To ensure that our model always predicts a positive sale price, let’s instead use \(log(price)\) as the dependent variable. Let’s also add quadratic terms for sqrft
and bdrms
to allow those to exhibit diminishing marginal returns.
First, let’s use mutate()
to add these new variables:
df <- df %>% mutate(logprice = log(price), sqrftSq = sqrft^2, bdrmSq = bdrms^2)
Now run the new model:
est2 <- lm(logprice ~ sqrft + sqrftSq + bdrms + bdrmSq, data=df)
modelsummary(est2)
# or, for more decimals:
modelsummary(est2, fmt = 10)
The new coefficients have much smaller magnitudes. Explain why that might be.
The new \(R^2 = 0.595\) which is less than \(0.632\) from before. Does that mean this model is worse?
Let’s experiment with the Frisch-Waugh Theorem, which says: \[ \hat{\beta}_{1} = \frac{\sum_{i=1}^{N} \hat{r}_{i1}y_{i}}{\sum_{i=1}^{N} \hat{r}_{i1}^2} \] where \(\hat{r}_{i1}\) is the residual from a regression of \(x_{1}\) on \(x_{2},\ldots,x_{k}\)
Let’s do this for the model we just ran. First, regress sqrft
on the other \(X\)’s and store the residuals as a new column in df
.
est <- lm(sqrft ~ sqrftSq + bdrms + bdrmSq, data=df)

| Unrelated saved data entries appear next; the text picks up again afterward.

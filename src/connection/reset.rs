//! Reset strategies for resetting a target device into download mode
//!
//! Each strategy toggles the DTR and RTS lines of the serial adapter in the
//! sequence expected by the auto-reset circuit of the board.

#[cfg(unix)]
use std::{
    io,
    os::{fd::AsRawFd, unix::io::RawFd},
};
use std::{thread::sleep, time::Duration};

use log::debug;
use serde::{Deserialize, Serialize};
use serialport::SerialPort;
use strum::{Display, EnumIter, EnumString, VariantNames};

use crate::{
    connection::{Port, USB_SERIAL_JTAG_PID},
    error::Error,
};

/// Default time to wait before releasing the boot pin after a reset
const DEFAULT_RESET_DELAY: u64 = 50; // ms
/// Amount of time to wait if the default reset delay does not work
const EXTRA_RESET_DELAY: u64 = 550; // ms

#[cfg(unix)]
mod syscalls {
    use nix::{ioctl_read_bad, ioctl_write_int_bad, libc};

    ioctl_read_bad!(tiocmget, libc::TIOCMGET, libc::c_int);
    ioctl_write_int_bad!(tiocmset, libc::TIOCMSET);
}

/// Some strategy for resetting a target device
pub trait ResetStrategy {
    fn reset(&self, serial_port: &mut Port) -> Result<(), Error>;

    fn set_dtr(&self, serial_port: &mut Port, level: bool) -> Result<(), Error> {
        serial_port.write_data_terminal_ready(level)?;

        Ok(())
    }

    fn set_rts(&self, serial_port: &mut Port, level: bool) -> Result<(), Error> {
        serial_port.write_request_to_send(level)?;

        Ok(())
    }

    #[cfg(unix)]
    fn set_dtr_rts(
        &self,
        serial_port: &mut Port,
        dtr_level: bool,
        rts_level: bool,
    ) -> Result<(), Error> {
        let fd = serial_port.as_raw_fd();
        let mut status = tiocmget(fd)?;

        if dtr_level {
            status |= nix::libc::TIOCM_DTR
        } else {
            status &= !nix::libc::TIOCM_DTR
        }

        if rts_level {
            status |= nix::libc::TIOCM_RTS
        } else {
            status &= !nix::libc::TIOCM_RTS
        }

        tiocmset(fd, status)?;

        Ok(())
    }
}

/// Classic reset sequence, sets DTR and RTS sequentially.
#[derive(Debug, Clone, Copy)]
pub struct ClassicReset {
    delay: u64,
}

impl ClassicReset {
    pub fn new(extra_delay: bool) -> Self {
        let delay = if extra_delay {
            EXTRA_RESET_DELAY
        } else {
            DEFAULT_RESET_DELAY
        };

        Self { delay }
    }
}

impl ResetStrategy for ClassicReset {
    fn reset(&self, serial_port: &mut Port) -> Result<(), Error> {
        debug!(
            "Using Classic reset strategy with delay of {}ms",
            self.delay
        );

        self.set_dtr(serial_port, false)?; // IO0 = HIGH
        self.set_rts(serial_port, true)?; // EN = LOW, chip in reset

        sleep(Duration::from_millis(100));

        self.set_dtr(serial_port, true)?; // IO0 = LOW
        self.set_rts(serial_port, false)?; // EN = HIGH, chip out of reset

        sleep(Duration::from_millis(self.delay));

        self.set_dtr(serial_port, false)?; // IO0 = HIGH, done

        Ok(())
    }
}

/// UNIX-only reset sequence with custom implementation, which allows setting
/// DTR and RTS lines at the same time.
#[cfg(unix)]
#[derive(Debug, Clone, Copy)]
pub struct UnixTightReset {
    delay: u64,
}

#[cfg(unix)]
impl UnixTightReset {
    pub fn new(extra_delay: bool) -> Self {
        let delay = if extra_delay {
            EXTRA_RESET_DELAY
        } else {
            DEFAULT_RESET_DELAY
        };

        Self { delay }
    }
}

#[cfg(unix)]
impl ResetStrategy for UnixTightReset {
    fn reset(&self, serial_port: &mut Port) -> Result<(), Error> {
        debug!(
            "Using UnixTight reset strategy with delay of {}ms",
            self.delay
        );

        self.set_dtr_rts(serial_port, false, false)?;
        self.set_dtr_rts(serial_port, true, true)?;
        self.set_dtr_rts(serial_port, false, true)?; // IO = HIGH, EN = LOW, chip in reset

        sleep(Duration::from_millis(100));

        self.set_dtr_rts(serial_port, true, false)?; // IO0 = LOW, EN = HIGH, chip out of reset

        sleep(Duration::from_millis(self.delay));

        self.set_dtr_rts(serial_port, false, false)?; // IO0 = HIGH, done
        self.set_dtr(serial_port, false)?;

        Ok(())
    }
}

/// Custom reset sequence, which is required when the device is connecting via
/// its USB-JTAG-Serial peripheral.
#[derive(Debug, Clone, Copy)]
pub struct UsbJtagSerialReset;

impl ResetStrategy for UsbJtagSerialReset {
    fn reset(&self, serial_port: &mut Port) -> Result<(), Error> {
        debug!("Using UsbJtagSerial reset strategy");

        self.set_rts(serial_port, false)?;
        self.set_dtr(serial_port, false)?; // Idle

        sleep(Duration::from_millis(100));

        self.set_dtr(serial_port, true)?; // Set IO0
        self.set_rts(serial_port, false)?;

        sleep(Duration::from_millis(100));

        self.set_rts(serial_port, true)?; // Reset. Goes through (1,1) instead of (0,0)
        self.set_dtr(serial_port, false)?;
        self.set_rts(serial_port, true)?; // Windows only propagates DTR on RTS setting

        sleep(Duration::from_millis(100));

        self.set_dtr(serial_port, false)?;
        self.set_rts(serial_port, false)?;

        Ok(())
    }
}

/// Construct a sequence of reset strategies based on the OS, the serial
/// adapter and the requested mode.
///
/// Returns a [Vec] containing one or more reset strategies to be attempted
/// sequentially. The sequence is empty when no reset should happen at all.
pub fn construct_reset_strategy_sequence(
    port_name: &str,
    pid: u16,
    mode: ResetBeforeOperation,
) -> Vec<Box<dyn ResetStrategy>> {
    match mode {
        ResetBeforeOperation::NoReset | ResetBeforeOperation::NoResetNoSync => return vec![],
        // The first ESP32 silicon revision needs the long boot pin hold time
        ResetBeforeOperation::Esp32r1 => return vec![Box::new(ClassicReset::new(true))],
        ResetBeforeOperation::DefaultReset => {}
    }

    // USB-JTAG/Serial mode
    if pid == USB_SERIAL_JTAG_PID {
        return vec![Box::new(UsbJtagSerialReset)];
    }

    // USB-to-Serial bridge
    #[cfg(unix)]
    if !port_name.starts_with("rfc2217:") {
        return vec![
            Box::new(UnixTightReset::new(false)),
            Box::new(UnixTightReset::new(true)),
            Box::new(ClassicReset::new(false)),
            Box::new(ClassicReset::new(true)),
        ];
    }

    #[cfg(not(unix))]
    let _ = port_name;

    // Windows
    vec![
        Box::new(ClassicReset::new(false)),
        Box::new(ClassicReset::new(true)),
    ]
}

/// Reset strategy applied before talking to the chip
#[derive(
    Debug,
    Default,
    Clone,
    Copy,
    PartialEq,
    Eq,
    Hash,
    Display,
    EnumIter,
    EnumString,
    VariantNames,
    Serialize,
    Deserialize,
    clap::ValueEnum,
)]
#[non_exhaustive]
#[strum(serialize_all = "kebab-case")]
#[serde(rename_all = "kebab-case")]
pub enum ResetBeforeOperation {
    /// Uses DTR & RTS serial control lines to try to reset the chip into
    /// bootloader mode.
    #[default]
    #[value(alias = "default_reset")]
    DefaultReset,
    /// Skips DTR/RTS control signal assignments and just starts sending a
    /// serial synchronisation command to the chip.
    #[value(alias = "no_reset")]
    NoReset,
    /// Classic DTR/RTS reset with the long boot pin hold time required by the
    /// first ESP32 silicon revision.
    Esp32r1,
    /// Skips DTR/RTS control signal assignments and also skips the serial
    /// synchronization command.
    #[value(alias = "no_reset_no_sync")]
    NoResetNoSync,
}

impl ResetBeforeOperation {
    /// Whether the SYNC handshake is performed after the reset
    pub fn syncs(&self) -> bool {
        !matches!(self, ResetBeforeOperation::NoResetNoSync)
    }
}

/// Get the status of modem bits
#[cfg(unix)]
fn tiocmget(fd: RawFd) -> io::Result<nix::libc::c_int> {
    let mut bits: nix::libc::c_int = 0;

    match unsafe { syscalls::tiocmget(fd, &mut bits) } {
        Ok(_) => Ok(bits),
        Err(errno) => Err(io::Error::from(errno)),
    }
}

/// Set the status of modem bits
#[cfg(unix)]
fn tiocmset(fd: RawFd, bits: nix::libc::c_int) -> io::Result<()> {
    unsafe { syscalls::tiocmset(fd, bits) }
        .map(drop)
        .map_err(io::Error::from)
}

#[cfg(test)]
mod tests {
    use std::str::FromStr;

    use super::*;

    #[test]
    fn no_reset_modes_skip_the_reset_sequence() {
        assert!(
            construct_reset_strategy_sequence("/dev/ttyUSB0", 0x6001, ResetBeforeOperation::NoReset)
                .is_empty()
        );
        assert!(construct_reset_strategy_sequence(
            "/dev/ttyUSB0",
            0x6001,
            ResetBeforeOperation::NoResetNoSync
        )
        .is_empty());
    }

    #[test]
    fn usb_jtag_serial_uses_a_single_strategy() {
        let sequence = construct_reset_strategy_sequence(
            "/dev/ttyACM0",
            USB_SERIAL_JTAG_PID,
            ResetBeforeOperation::DefaultReset,
        );

        assert_eq!(sequence.len(), 1);
    }

    #[test]
    fn esp32r1_uses_a_single_long_reset() {
        let sequence = construct_reset_strategy_sequence(
            "/dev/ttyUSB0",
            0x6001,
            ResetBeforeOperation::Esp32r1,
        );

        assert_eq!(sequence.len(), 1);
    }

    #[cfg(unix)]
    #[test]
    fn modem_lines_need_a_terminal() {
        let file = std::fs::File::open("/dev/null").unwrap();

        assert!(tiocmget(file.as_raw_fd()).is_err());
        assert!(tiocmset(file.as_raw_fd(), 0).is_err());
    }

    #[test]
    fn parses_reset_mode_names() {
        assert_eq!(
            ResetBeforeOperation::from_str("no-reset-no-sync").unwrap(),
            ResetBeforeOperation::NoResetNoSync
        );
        assert_eq!(ResetBeforeOperation::DefaultReset.to_string(), "default-reset");
        assert!(!ResetBeforeOperation::NoResetNoSync.syncs());
        assert!(ResetBeforeOperation::NoReset.syncs());
    }
}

df <- df %>% mutate(sqrft.resid = est$residuals)
Now, if we run a simple regression of logprice
on sqrft.resid
we should get the same coefficient as that of sqrft
in the original regression (=3.74e-4
).
est <- lm(logprice ~ sqrft.resid, data=df)
modelsummary(est)
We can also compute the Frisch-Waugh formula by hand:
beta1 <- sum(df$sqrft.resid*df$logprice)/sum(df$sqrft.resid^2)
print(beta1)
Which indeed gives us what we expected.